■ Task details: Wherever a line in the material contains the word "missing", copy that line.

─── Data excerpts

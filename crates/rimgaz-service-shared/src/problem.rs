//! RFC 9457 Problem Details for HTTP APIs.
//!
//! Provides structured error responses following the Problem Details standard.
//! See: <https://www.rfc-editor.org/rfc/rfc9457.html>

use axum::{
    http::StatusCode,
    response::{IntoResponse, Response},
    Json,
};
use serde::{Deserialize, Serialize};

use rimgaz_lib::Error as LibError;

/// Problem type URI for invalid request parameters.
pub const PROBLEM_INVALID_REQUEST: &str = "/problems/invalid-request";

/// Problem type URI for geofence zones rejected by validation.
pub const PROBLEM_INVALID_ZONE: &str = "/problems/invalid-zone";

/// Problem type URI for bus ids missing from the fleet.
pub const PROBLEM_UNKNOWN_BUS: &str = "/problems/unknown-bus";

/// Problem type URI for unknown geofence zone ids.
pub const PROBLEM_UNKNOWN_ZONE: &str = "/problems/unknown-zone";

/// Problem type URI for unknown alert ids.
pub const PROBLEM_UNKNOWN_ALERT: &str = "/problems/unknown-alert";

/// Problem type URI for internal server errors.
pub const PROBLEM_INTERNAL_ERROR: &str = "/problems/internal-error";

/// Problem type URI for service unavailable (e.g., empty fleet).
pub const PROBLEM_SERVICE_UNAVAILABLE: &str = "/problems/service-unavailable";

/// RFC 9457 Problem Details response structure.
///
/// Provides a consistent format for error responses across all endpoints.
///
/// # Example
///
/// ```
/// use rimgaz_service_shared::{ProblemDetails, PROBLEM_UNKNOWN_BUS};
/// use axum::http::StatusCode;
///
/// let problem = ProblemDetails::new(PROBLEM_UNKNOWN_BUS, "Unknown Bus", StatusCode::NOT_FOUND)
///     .with_detail("Bus 42 is not part of the fleet")
///     .with_request_id("req-12345");
/// ```
#[derive(Debug, Clone, Serialize, Deserialize)]
pub struct ProblemDetails {
    /// URI reference identifying the problem type (relative).
    #[serde(rename = "type")]
    pub type_uri: String,

    /// Short, human-readable summary of the problem.
    pub title: String,

    /// HTTP status code for this problem.
    pub status: u16,

    /// Human-readable explanation specific to this occurrence.
    #[serde(skip_serializing_if = "Option::is_none")]
    pub detail: Option<String>,

    /// URI reference identifying the specific occurrence (e.g., request ID).
    #[serde(skip_serializing_if = "Option::is_none")]
    pub instance: Option<String>,

    /// Content type for this response (always "application/problem+json").
    pub content_type: String,
}

impl ProblemDetails {
    /// Create a new ProblemDetails with required fields.
    pub fn new(type_uri: impl Into<String>, title: impl Into<String>, status: StatusCode) -> Self {
        Self {
            type_uri: type_uri.into(),
            title: title.into(),
            status: status.as_u16(),
            detail: None,
            instance: None,
            content_type: "application/problem+json".to_string(),
        }
    }

    /// Add a detailed explanation of this specific problem occurrence.
    pub fn with_detail(mut self, detail: impl Into<String>) -> Self {
        self.detail = Some(detail.into());
        self
    }

    /// Add the request identifier for tracing.
    pub fn with_request_id(mut self, request_id: impl Into<String>) -> Self {
        self.instance = Some(request_id.into());
        self
    }

    /// Create a 400 Bad Request problem for invalid input.
    pub fn bad_request(detail: impl Into<String>, request_id: impl Into<String>) -> Self {
        Self::new(
            PROBLEM_INVALID_REQUEST,
            "Invalid Request",
            StatusCode::BAD_REQUEST,
        )
        .with_detail(detail)
        .with_request_id(request_id)
    }

    /// Create a 400 Bad Request problem for a zone that failed validation.
    pub fn invalid_zone(detail: impl Into<String>, request_id: impl Into<String>) -> Self {
        Self::new(PROBLEM_INVALID_ZONE, "Invalid Zone", StatusCode::BAD_REQUEST)
            .with_detail(detail)
            .with_request_id(request_id)
    }

    /// Create a 404 Not Found problem for a bus missing from the fleet.
    pub fn unknown_bus(id: i64, request_id: impl Into<String>) -> Self {
        Self::new(PROBLEM_UNKNOWN_BUS, "Unknown Bus", StatusCode::NOT_FOUND)
            .with_detail(format!("Bus {} is not part of the fleet", id))
            .with_request_id(request_id)
    }

    /// Create a 404 Not Found problem for an unknown geofence zone.
    pub fn unknown_zone(id: i64, request_id: impl Into<String>) -> Self {
        Self::new(PROBLEM_UNKNOWN_ZONE, "Unknown Zone", StatusCode::NOT_FOUND)
            .with_detail(format!("Geofence zone {} does not exist", id))
            .with_request_id(request_id)
    }

    /// Create a 404 Not Found problem for an unknown alert.
    pub fn unknown_alert(id: i64, request_id: impl Into<String>) -> Self {
        Self::new(PROBLEM_UNKNOWN_ALERT, "Unknown Alert", StatusCode::NOT_FOUND)
            .with_detail(format!("Alert {} does not exist", id))
            .with_request_id(request_id)
    }

    /// Create a 500 Internal Server Error problem.
    pub fn internal_error(detail: impl Into<String>, request_id: impl Into<String>) -> Self {
        Self::new(
            PROBLEM_INTERNAL_ERROR,
            "Internal Error",
            StatusCode::INTERNAL_SERVER_ERROR,
        )
        .with_detail(detail)
        .with_request_id(request_id)
    }

    /// Create a 503 Service Unavailable problem.
    pub fn service_unavailable(detail: impl Into<String>, request_id: impl Into<String>) -> Self {
        Self::new(
            PROBLEM_SERVICE_UNAVAILABLE,
            "Service Unavailable",
            StatusCode::SERVICE_UNAVAILABLE,
        )
        .with_detail(detail)
        .with_request_id(request_id)
    }
}

impl std::fmt::Display for ProblemDetails {
    fn fmt(&self, f: &mut std::fmt::Formatter<'_>) -> std::fmt::Result {
        write!(
            f,
            "{}: {}",
            self.title,
            self.detail.as_deref().unwrap_or("")
        )
    }
}

impl std::error::Error for ProblemDetails {}

/// Implement IntoResponse for axum to return ProblemDetails as HTTP responses.
impl IntoResponse for ProblemDetails {
    fn into_response(self) -> Response {
        let status = StatusCode::from_u16(self.status).unwrap_or(StatusCode::INTERNAL_SERVER_ERROR);

        // Set the content-type header to application/problem+json
        let mut response = Json(&self).into_response();
        response.headers_mut().insert(
            axum::http::header::CONTENT_TYPE,
            axum::http::HeaderValue::from_static("application/problem+json"),
        );

        // Update status code
        *response.status_mut() = status;
        response
    }
}

/// Convert library errors to ProblemDetails.
///
/// The `request_id` must be provided separately since library errors don't have it.
pub fn from_lib_error(error: &LibError, request_id: &str) -> ProblemDetails {
    match error {
        LibError::UnknownBus { id } => ProblemDetails::unknown_bus(*id, request_id),
        LibError::UnknownZone { id } => ProblemDetails::unknown_zone(*id, request_id),
        LibError::UnknownAlert { id } => ProblemDetails::unknown_alert(*id, request_id),
        LibError::InvalidZone { .. } => ProblemDetails::invalid_zone(error.to_string(), request_id),
        LibError::DuplicateZone { id } => ProblemDetails::new(
            PROBLEM_INVALID_ZONE,
            "Invalid Zone",
            StatusCode::CONFLICT,
        )
        .with_detail(format!("Geofence zone {} already exists", id))
        .with_request_id(request_id),
        _ => ProblemDetails::internal_error(error.to_string(), request_id),
    }
}

#[cfg(test)]
mod tests {
    use super::*;

    #[test]
    fn test_problem_details_new() {
        let problem = ProblemDetails::new(PROBLEM_UNKNOWN_BUS, "Unknown Bus", StatusCode::NOT_FOUND);
        assert_eq!(problem.type_uri, PROBLEM_UNKNOWN_BUS);
        assert_eq!(problem.title, "Unknown Bus");
        assert_eq!(problem.status, 404);
        assert_eq!(problem.content_type, "application/problem+json");
    }

    #[test]
    fn test_problem_details_bad_request() {
        let problem = ProblemDetails::bad_request("latitude must be numeric", "req-123");
        assert_eq!(problem.status, 400);
        assert_eq!(problem.instance.as_deref(), Some("req-123"));
        assert_eq!(problem.to_string(), "Invalid Request: latitude must be numeric");
    }

    #[test]
    fn test_problem_details_service_unavailable() {
        let problem = ProblemDetails::service_unavailable("no buses loaded", "req-503");
        assert_eq!(problem.type_uri, PROBLEM_SERVICE_UNAVAILABLE);
        assert_eq!(problem.status, 503);
        assert_eq!(problem.instance.as_deref(), Some("req-503"));
    }

    #[test]
    fn test_problem_details_serialization() {
        let problem = ProblemDetails::bad_request("Test error", "req-test");
        let json = serde_json::to_string(&problem).unwrap();

        assert!(json.contains("\"type\":\"/problems/invalid-request\""));
        assert!(json.contains("\"title\":\"Invalid Request\""));
        assert!(json.contains("\"status\":400"));
        assert!(json.contains("\"instance\":\"req-test\""));
    }

    #[test]
    fn test_from_lib_error_unknown_ids() {
        let problem = from_lib_error(&LibError::UnknownBus { id: 42 }, "req-bus");
        assert_eq!(problem.type_uri, PROBLEM_UNKNOWN_BUS);
        assert_eq!(problem.status, 404);
        assert!(problem.detail.as_deref().unwrap().contains("42"));

        let problem = from_lib_error(&LibError::UnknownZone { id: 3 }, "req-zone");
        assert_eq!(problem.type_uri, PROBLEM_UNKNOWN_ZONE);

        let problem = from_lib_error(&LibError::UnknownAlert { id: 9 }, "req-alert");
        assert_eq!(problem.type_uri, PROBLEM_UNKNOWN_ALERT);
        assert_eq!(problem.instance.as_deref(), Some("req-alert"));
    }

    #[test]
    fn test_from_lib_error_invalid_zone() {
        let error = LibError::InvalidZone {
            zone: "#1 'Depot'".to_string(),
            reason: "zone defines both a polygon and a circle".to_string(),
        };
        let problem = from_lib_error(&error, "req-zone");
        assert_eq!(problem.type_uri, PROBLEM_INVALID_ZONE);
        assert_eq!(problem.status, 400);
        assert!(problem.detail.as_deref().unwrap().contains("both a polygon"));

        let problem = from_lib_error(&LibError::DuplicateZone { id: 1 }, "req-dup");
        assert_eq!(problem.status, 409);
    }

    #[test]
    fn test_from_lib_error_falls_back_to_internal() {
        let error = LibError::Io(std::io::Error::other("disk gone"));
        let problem = from_lib_error(&error, "req-io");
        assert_eq!(problem.type_uri, PROBLEM_INTERNAL_ERROR);
        assert_eq!(problem.status, 500);
    }
}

──────

■ Reply to the task:
/// Problem type URI for bus ids missing from the fleet.
    /// Create a 404 Not Found problem for a bus missing from the fleet.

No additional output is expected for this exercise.